Gamification is known to enhance users’ participation in education and research projects that follow the citizen science paradigm. The Cosmic Ray Extremely Distributed Observatory (CREDO) experiment is designed for the large-scale study of various radiation forms that continuously reach the Earth from space, collectively known as cosmic rays. The CREDO Detector app relies on a network of involved users and is now working worldwide across phones and other CMOS sensor-equipped devices. To broaden the user base and activate current users, CREDO extensively uses the gamification solutions like the periodical Particle Hunters Competition.
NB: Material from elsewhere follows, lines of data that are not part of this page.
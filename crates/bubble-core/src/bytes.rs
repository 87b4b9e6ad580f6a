//! # Byte Codec
//!
//! Fixed-width conversions between integers, hex strings, text and byte
//! buffers, plus the base-58 string codec (Bitcoin alphabet, no checksum)
//! used by the `bubble:` URL scheme.
//!
//! All functions are pure. Width handling follows one rule throughout:
//! values are right-aligned into the target buffer, zero-padded on the left
//! when short and truncated from the left when long. Callers that need a
//! strict length check validate before calling; these are primitives, not
//! validators. The one exception is [`uint_to_bytes`], which refuses to drop
//! significant bits and fails with [`ValidationError::ValueOutOfRange`].

use crate::error::{CodecError, ValidationError};

/// Strip an optional `0x`/`0X` prefix.
pub fn strip_hex_prefix(s: &str) -> &str {
    s.strip_prefix("0x")
        .or_else(|| s.strip_prefix("0X"))
        .unwrap_or(s)
}

/// Returns true if `s` is non-empty and made only of hex digits.
pub fn is_hex_digits(s: &str) -> bool {
    !s.is_empty() && s.bytes().all(|b| b.is_ascii_hexdigit())
}

/// Decode hex (with or without `0x`) right-aligned into exactly `length` bytes.
///
/// Odd-length input is read as if it carried one leading `0`, so `"0x2"`
/// decodes to `[0x02]`.
///
/// # Errors
///
/// Returns [`ValidationError::InvalidHex`] if the digits are not hex.
pub fn hex_to_bytes(hex: &str, length: usize) -> Result<Vec<u8>, ValidationError> {
    let decoded = decode_hex(hex)?;
    Ok(right_align(&decoded, length))
}

/// Decode hex (with or without `0x`) at its natural width.
///
/// # Errors
///
/// Returns [`ValidationError::InvalidHex`] if the digits are not hex.
pub fn decode_hex(hex: &str) -> Result<Vec<u8>, ValidationError> {
    let digits = strip_hex_prefix(hex);
    let result = if digits.len() % 2 == 1 {
        hex::decode(format!("0{digits}"))
    } else {
        hex::decode(digits)
    };
    result.map_err(|_| ValidationError::InvalidHex(hex.to_string()))
}

/// Lower-case hex, no prefix.
pub fn bytes_to_hex(bytes: &[u8]) -> String {
    hex::encode(bytes)
}

/// Big-endian encoding of `value` into exactly `length` bytes.
///
/// # Errors
///
/// Returns [`ValidationError::ValueOutOfRange`] if `value` needs more than
/// `length` bytes. High bits are never silently dropped.
pub fn uint_to_bytes(value: u128, length: usize) -> Result<Vec<u8>, ValidationError> {
    let be = value.to_be_bytes();
    let significant = be.len() - (value.leading_zeros() as usize / 8);
    if significant > length {
        return Err(ValidationError::ValueOutOfRange { value, length });
    }
    Ok(right_align(&be[be.len() - significant..], length))
}

/// UTF-8 bytes of `text`, right-aligned into exactly `length` bytes.
pub fn text_to_bytes(text: &str, length: usize) -> Vec<u8> {
    right_align(text.as_bytes(), length)
}

/// Base-58 encode a byte buffer.
///
/// Empty input yields `None`: absence propagates instead of producing an
/// empty string that would later decode to nothing.
pub fn base58_encode(bytes: &[u8]) -> Option<String> {
    if bytes.is_empty() {
        None
    } else {
        Some(bs58::encode(bytes).into_string())
    }
}

/// Base-58 decode a string into raw bytes.
///
/// # Errors
///
/// Returns [`CodecError::Base58Decode`] on any non-alphabet character.
pub fn base58_decode(s: &str) -> Result<Vec<u8>, CodecError> {
    bs58::decode(s)
        .into_vec()
        .map_err(|e| CodecError::Base58Decode(format!("\"{s}\": {e}")))
}

/// Base-58 of the minimal big-endian form of `value` (at least one byte).
pub fn uint_to_base58(value: u64) -> String {
    let be = value.to_be_bytes();
    let skip = (value.leading_zeros() as usize / 8).min(be.len() - 1);
    bs58::encode(&be[skip..]).into_string()
}

/// Inverse of [`uint_to_base58`].
///
/// # Errors
///
/// Returns [`CodecError::Base58Decode`] for invalid characters or a value
/// wider than 64 bits.
pub fn base58_to_uint(s: &str) -> Result<u64, CodecError> {
    let bytes = base58_decode(s)?;
    bytes.iter().try_fold(0u64, |acc, &b| {
        acc.checked_mul(256)
            .map(|v| v + u64::from(b))
            .ok_or_else(|| CodecError::Base58Decode(format!("\"{s}\" exceeds 64 bits")))
    })
}

fn right_align(src: &[u8], length: usize) -> Vec<u8> {
    let mut out = vec![0u8; length];
    if src.len() >= length {
        out.copy_from_slice(&src[src.len() - length..]);
    } else {
        out[length - src.len()..].copy_from_slice(src);
    }
    out
}

#[cfg(test)]
mod tests {
    use super::*;

    #[test]
    fn hex_to_bytes_pads_left() {
        assert_eq!(hex_to_bytes("0x0102", 4).unwrap(), vec![0, 0, 1, 2]);
        assert_eq!(hex_to_bytes("0102", 2).unwrap(), vec![1, 2]);
    }

    #[test]
    fn hex_to_bytes_truncates_left() {
        assert_eq!(hex_to_bytes("0x010203", 2).unwrap(), vec![2, 3]);
    }

    #[test]
    fn hex_to_bytes_odd_length() {
        assert_eq!(hex_to_bytes("0x2", 1).unwrap(), vec![2]);
        assert_eq!(hex_to_bytes("abc", 2).unwrap(), vec![0x0a, 0xbc]);
    }

    #[test]
    fn hex_to_bytes_rejects_non_hex() {
        assert_eq!(
            hex_to_bytes("0xzz", 1),
            Err(ValidationError::InvalidHex("0xzz".to_string()))
        );
    }

    #[test]
    fn bytes_to_hex_is_lowercase_unprefixed() {
        assert_eq!(bytes_to_hex(&[0xde, 0xAD, 0x01]), "dead01");
    }

    #[test]
    fn uint_to_bytes_big_endian() {
        assert_eq!(uint_to_bytes(3, 4).unwrap(), vec![0, 0, 0, 3]);
        assert_eq!(uint_to_bytes(0x0102, 2).unwrap(), vec![1, 2]);
        assert_eq!(uint_to_bytes(0, 0).unwrap(), Vec::<u8>::new());
        assert_eq!(uint_to_bytes(u128::MAX, 32).unwrap()[..16], [0u8; 16]);
    }

    #[test]
    fn uint_to_bytes_fails_when_too_wide() {
        assert_eq!(
            uint_to_bytes(256, 1),
            Err(ValidationError::ValueOutOfRange {
                value: 256,
                length: 1
            })
        );
        assert!(uint_to_bytes(u128::from(u32::MAX) + 1, 4).is_err());
    }

    #[test]
    fn text_to_bytes_right_aligned() {
        assert_eq!(text_to_bytes("ab", 4), vec![0, 0, b'a', b'b']);
        assert_eq!(text_to_bytes("abc", 2), vec![b'b', b'c']);
    }

    #[test]
    fn base58_known_vectors() {
        assert_eq!(base58_encode(b"hello").as_deref(), Some("Cn8eVZg"));
        assert_eq!(base58_encode(&[0, 0, 1]).as_deref(), Some("112"));
        assert_eq!(base58_decode("Cn8eVZg").unwrap(), b"hello".to_vec());
    }

    #[test]
    fn base58_empty_is_absent() {
        assert_eq!(base58_encode(&[]), None);
    }

    #[test]
    fn base58_rejects_non_alphabet() {
        // 0, O, I and l are excluded from the Bitcoin alphabet.
        assert!(matches!(
            base58_decode("0OIl"),
            Err(CodecError::Base58Decode(_))
        ));
    }

    #[test]
    fn uint_base58_zero_is_single_one() {
        assert_eq!(uint_to_base58(0), "1");
        assert_eq!(base58_to_uint("1").unwrap(), 0);
        assert_eq!(base58_to_uint("11").unwrap(), 0);
    }

    #[test]
    fn uint_base58_inverse() {
        for v in [1u64, 57, 58, 255, 256, 65_535, u64::MAX] {
            assert_eq!(base58_to_uint(&uint_to_base58(v)).unwrap(), v);
        }
    }

    #[test]
    fn base58_to_uint_overflow() {
        let wide = bs58::encode([1u8; 9]).into_string();
        assert!(base58_to_uint(&wide).is_err());
    }
}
However, the adverse effect of gamification is that the number of artefacts, i.e., signals unrelated to cosmic ray detection or openly related to cheating, substantially increases. To tag the artefacts appearing in the CREDO database we propose the method based on machine learning. The approach involves training the Convolutional Neural Network (CNN) to recognise the morphological difference between signals and artefacts. As a result we obtain the CNN-based trigger which is able to mimic the signal vs. artefact assignments of human annotators as closely as possible. To enhance the method, the input image signal is adaptively thresholded and then transformed using Daubechies wavelets. In this exploratory study, we use wavelet transforms to amplify distinctive image features. As a result, we obtain a very good recognition ratio of almost 99% for both signal and artefacts. The proposed solution allows eliminating the manual supervision of the competition process.